=== Exercise requirements ===
Find every line below with the string "tempfile" and pick it out.

=== Given information ===
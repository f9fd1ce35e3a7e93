//! Offer repository: the reconciliation store.
//!
//! Natural key: `(product_id, site, vendor_name, seller_nickname)` with
//! the nickname normalized to an empty string. The pipeline reconciles
//! through `insert_once`; the overwrite variant stays available on the
//! API surface but is not wired into any pipeline call site.

use std::collections::HashSet;
use std::path::{Path, PathBuf};

use rusqlite::{params, Connection};

use super::{parse_datetime, Result};
use crate::models::{MarketplaceId, Offer, OfferKey, ReviewEntry};

/// Result of reconciling one offer under the insert-once policy.
#[derive(Debug, Clone, Copy, PartialEq, Eq)]
pub enum ReconcileOutcome {
    Inserted,
    SkippedDuplicate,
}

/// SQLite-backed offer store.
pub struct OfferRepository {
    db_path: PathBuf,
}

impl OfferRepository {
    pub fn open(db_path: &Path) -> Result<Self> {
        let repo = Self {
            db_path: db_path.to_path_buf(),
        };
        let conn = repo.connect()?;
        super::init_schema(&conn)?;
        Ok(repo)
    }

    fn connect(&self) -> Result<Connection> {
        super::connect(&self.db_path)
    }

    /// Insert the offer unless its natural key is already present.
    ///
    /// The uniqueness check and the write are one statement, so two
    /// concurrent workers racing on the same key cannot both insert.
    pub fn insert_once(&self, offer: &Offer) -> Result<ReconcileOutcome> {
        let conn = self.connect()?;
        let reviews = serde_json::to_string(&offer.reviews)?;

        let inserted = conn.execute(
            r#"
            INSERT OR IGNORE INTO offers (
                product_id, product_name, category, site, vendor_name,
                seller_nickname, price, source_url, rating, review_count,
                high_rating_count, low_rating_count, reviews, scrape_ts
            ) VALUES (?1, ?2, ?3, ?4, ?5, ?6, ?7, ?8, ?9, ?10, ?11, ?12, ?13, ?14)
            "#,
            params![
                offer.product_id,
                offer.product_name,
                offer.category,
                offer.site.as_str(),
                offer.vendor_name,
                offer.seller_nickname,
                offer.price,
                offer.source_url,
                offer.rating,
                offer.review_count,
                offer.high_rating_count,
                offer.low_rating_count,
                reviews,
                offer.scrape_ts.to_rfc3339(),
            ],
        )?;

        if inserted > 0 {
            Ok(ReconcileOutcome::Inserted)
        } else {
            Ok(ReconcileOutcome::SkippedDuplicate)
        }
    }

    /// Overwrite-in-place variant: the latest state wins for the key.
    pub fn upsert_latest(&self, offer: &Offer) -> Result<()> {
        let conn = self.connect()?;
        let reviews = serde_json::to_string(&offer.reviews)?;

        conn.execute(
            r#"
            INSERT INTO offers (
                product_id, product_name, category, site, vendor_name,
                seller_nickname, price, source_url, rating, review_count,
                high_rating_count, low_rating_count, reviews, scrape_ts
            ) VALUES (?1, ?2, ?3, ?4, ?5, ?6, ?7, ?8, ?9, ?10, ?11, ?12, ?13, ?14)
            ON CONFLICT(product_id, site, vendor_name, seller_nickname) DO UPDATE SET
                product_name = excluded.product_name,
                category = excluded.category,
                price = excluded.price,
                source_url = excluded.source_url,
                rating = excluded.rating,
                review_count = excluded.review_count,
                high_rating_count = excluded.high_rating_count,
                low_rating_count = excluded.low_rating_count,
                reviews = excluded.reviews,
                scrape_ts = excluded.scrape_ts
            "#,
            params![
                offer.product_id,
                offer.product_name,
                offer.category,
                offer.site.as_str(),
                offer.vendor_name,
                offer.seller_nickname,
                offer.price,
                offer.source_url,
                offer.rating,
                offer.review_count,
                offer.high_rating_count,
                offer.low_rating_count,
                reviews,
                offer.scrape_ts.to_rfc3339(),
            ],
        )?;

        Ok(())
    }

    /// Check a natural key without writing.
    pub fn exists(&self, key: &OfferKey) -> Result<bool> {
        let conn = self.connect()?;
        let count: i64 = conn.query_row(
            r#"SELECT COUNT(*) FROM offers
               WHERE product_id = ?1 AND site = ?2
                 AND vendor_name = ?3 AND seller_nickname = ?4"#,
            params![
                key.product_id,
                key.site.as_str(),
                key.vendor_name,
                key.seller_nickname
            ],
            |row| row.get(0),
        )?;
        Ok(count > 0)
    }

    /// Every product id known to the store (tracked or scraped).
    pub fn distinct_product_ids(&self) -> Result<HashSet<String>> {
        let conn = self.connect()?;
        let mut stmt = conn.prepare(
            "SELECT product_id FROM targets UNION SELECT DISTINCT product_id FROM offers",
        )?;
        let ids = stmt
            .query_map([], |row| row.get::<_, String>(0))?
            .collect::<std::result::Result<HashSet<_>, _>>()?;
        Ok(ids)
    }

    /// Product ids that have at least one scraped offer. The complement
    /// against the targets is "never yet scraped".
    pub fn distinct_product_ids_with_any_scrape(&self) -> Result<HashSet<String>> {
        let conn = self.connect()?;
        let mut stmt = conn.prepare("SELECT DISTINCT product_id FROM offers")?;
        let ids = stmt
            .query_map([], |row| row.get::<_, String>(0))?
            .collect::<std::result::Result<HashSet<_>, _>>()?;
        Ok(ids)
    }

    /// All offers recorded for one product.
    pub fn offers_for_product(&self, product_id: &str) -> Result<Vec<Offer>> {
        let conn = self.connect()?;
        let mut stmt = conn.prepare(
            r#"SELECT product_id, product_name, category, site, vendor_name,
                      seller_nickname, price, source_url, rating, review_count,
                      high_rating_count, low_rating_count, reviews, scrape_ts
               FROM offers WHERE product_id = ?1 ORDER BY scrape_ts"#,
        )?;

        let offers = stmt
            .query_map(params![product_id], |row| {
                let site_text: String = row.get("site")?;
                let site = MarketplaceId::parse(&site_text).ok_or_else(|| {
                    rusqlite::Error::FromSqlConversionFailure(
                        3,
                        rusqlite::types::Type::Text,
                        format!("unknown marketplace '{}'", site_text).into(),
                    )
                })?;
                let reviews_json: String = row.get("reviews")?;
                let reviews: Vec<ReviewEntry> =
                    serde_json::from_str(&reviews_json).unwrap_or_default();

                Ok(Offer {
                    product_id: row.get("product_id")?,
                    product_name: row.get("product_name")?,
                    category: row.get("category")?,
                    site,
                    vendor_name: row.get("vendor_name")?,
                    seller_nickname: row.get("seller_nickname")?,
                    price: row.get("price")?,
                    source_url: row.get("source_url")?,
                    rating: row.get("rating")?,
                    review_count: row.get("review_count")?,
                    high_rating_count: row.get("high_rating_count")?,
                    low_rating_count: row.get("low_rating_count")?,
                    reviews,
                    scrape_ts: parse_datetime(&row.get::<_, String>("scrape_ts")?),
                })
            })?
            .collect::<std::result::Result<Vec<_>, _>>()?;

        Ok(offers)
    }

    /// Products with offers, with a display name and category for listings.
    pub fn product_summaries(&self) -> Result<Vec<(String, String, Option<String>)>> {
        let conn = self.connect()?;
        let mut stmt = conn.prepare(
            r#"SELECT product_id, MAX(product_name), MAX(category)
               FROM offers GROUP BY product_id ORDER BY MAX(product_name)"#,
        )?;
        let rows = stmt
            .query_map([], |row| {
                Ok((row.get(0)?, row.get(1)?, row.get(2)?))
            })?
            .collect::<std::result::Result<Vec<_>, _>>()?;
        Ok(rows)
    }
}

#[cfg(test)]
mod tests {
    use super::*;
    use crate::models::{MarketplaceDetail, RawSellerEntry};

    fn repo() -> (tempfile::TempDir, OfferRepository) {
        let dir = tempfile::tempdir().unwrap();
        let repo = OfferRepository::open(&dir.path().join("test.db")).unwrap();
        (dir, repo)
    }

    fn offer(product: &str, site: MarketplaceId, vendor: &str, nickname: &str) -> Offer {
        let entry = RawSellerEntry {
            vendor_name: vendor.to_string(),
            seller_nickname: nickname.to_string(),
            price: 199.90,
            outbound_link: "https://www.akakce.com/r/1".to_string(),
        };
        Offer::from_extraction(product, "Product", None, site, &entry, MarketplaceDetail::default())
    }

    #[test]
    fn insert_once_is_idempotent() {
        let (_dir, repo) = repo();
        let o = offer("p1", MarketplaceId::Hepsiburada, "Hepsiburada", "");

        assert_eq!(repo.insert_once(&o).unwrap(), ReconcileOutcome::Inserted);
        assert_eq!(
            repo.insert_once(&o).unwrap(),
            ReconcileOutcome::SkippedDuplicate
        );
        assert_eq!(repo.offers_for_product("p1").unwrap().len(), 1);
    }

    #[test]
    fn nicknames_split_the_natural_key() {
        let (_dir, repo) = repo();
        let a = offer("p1", MarketplaceId::Pazarama, "Pazarama", "ABC Store");
        let b = offer("p1", MarketplaceId::Pazarama, "Pazarama", "XYZ Store");

        assert_eq!(repo.insert_once(&a).unwrap(), ReconcileOutcome::Inserted);
        assert_eq!(repo.insert_once(&b).unwrap(), ReconcileOutcome::Inserted);
        assert_eq!(repo.offers_for_product("p1").unwrap().len(), 2);
    }

    #[test]
    fn upsert_latest_overwrites_in_place() {
        let (_dir, repo) = repo();
        let mut o = offer("p1", MarketplaceId::N11, "N11", "");
        repo.upsert_latest(&o).unwrap();

        o.price = 149.50;
        o.rating = Some(4.4);
        repo.upsert_latest(&o).unwrap();

        let stored = repo.offers_for_product("p1").unwrap();
        assert_eq!(stored.len(), 1);
        assert_eq!(stored[0].price, 149.50);
        assert_eq!(stored[0].rating, Some(4.4));
    }

    #[test]
    fn reviews_survive_the_roundtrip() {
        let (_dir, repo) = repo();
        let mut o = offer("p1", MarketplaceId::Trendyol, "Trendyol", "");
        o.reviews = vec![ReviewEntry {
            text: "Kargo hızlıydı, ürün sağlam geldi.".to_string(),
            rating: Some(5),
            date: Some("2024-03-12".to_string()),
        }];
        repo.insert_once(&o).unwrap();

        let stored = repo.offers_for_product("p1").unwrap();
        assert_eq!(stored[0].reviews.len(), 1);
        assert_eq!(stored[0].reviews[0].rating, Some(5));
        assert!(stored[0].reviews[0].text.contains("sağlam"));
    }

    #[test]
    fn scraped_ids_are_a_subset_of_known_ids() {
        let (_dir, repo) = repo();
        repo.insert_once(&offer("p1", MarketplaceId::N11, "N11", ""))
            .unwrap();

        let targets = TargetRepositoryHelper::seed(&repo.db_path);
        assert!(targets);

        let known = repo.distinct_product_ids().unwrap();
        let scraped = repo.distinct_product_ids_with_any_scrape().unwrap();
        assert!(known.contains("p1"));
        assert!(known.contains("p2"));
        assert!(scraped.contains("p1"));
        assert!(!scraped.contains("p2"));
    }

    #[test]
    fn exists_checks_the_full_key() {
        let (_dir, repo) = repo();
        let o = offer("p1", MarketplaceId::Pttavm, "PttAVM", "Store A");
        repo.insert_once(&o).unwrap();

        assert!(repo.exists(&o.key()).unwrap());
        let mut other = o.key();
        other.seller_nickname = "Store B".to_string();
        assert!(!repo.exists(&other).unwrap());
    }

    /// Seed a target row through the sibling repository.
    struct TargetRepositoryHelper;
    impl TargetRepositoryHelper {
        fn seed(db_path: &std::path::Path) -> bool {
            let targets = crate::repository::TargetRepository::open(db_path).unwrap();
            targets
                .add(&crate::models::ProductTarget::new(
                    "p2",
                    "Other product",
                    None,
                    "https://www.akakce.com/p2.html",
                ))
                .unwrap()
        }
    }
}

=== Finished task ===
    fn repo() -> (tempfile::TempDir, OfferRepository) {
        let dir = tempfile::tempdir().unwrap();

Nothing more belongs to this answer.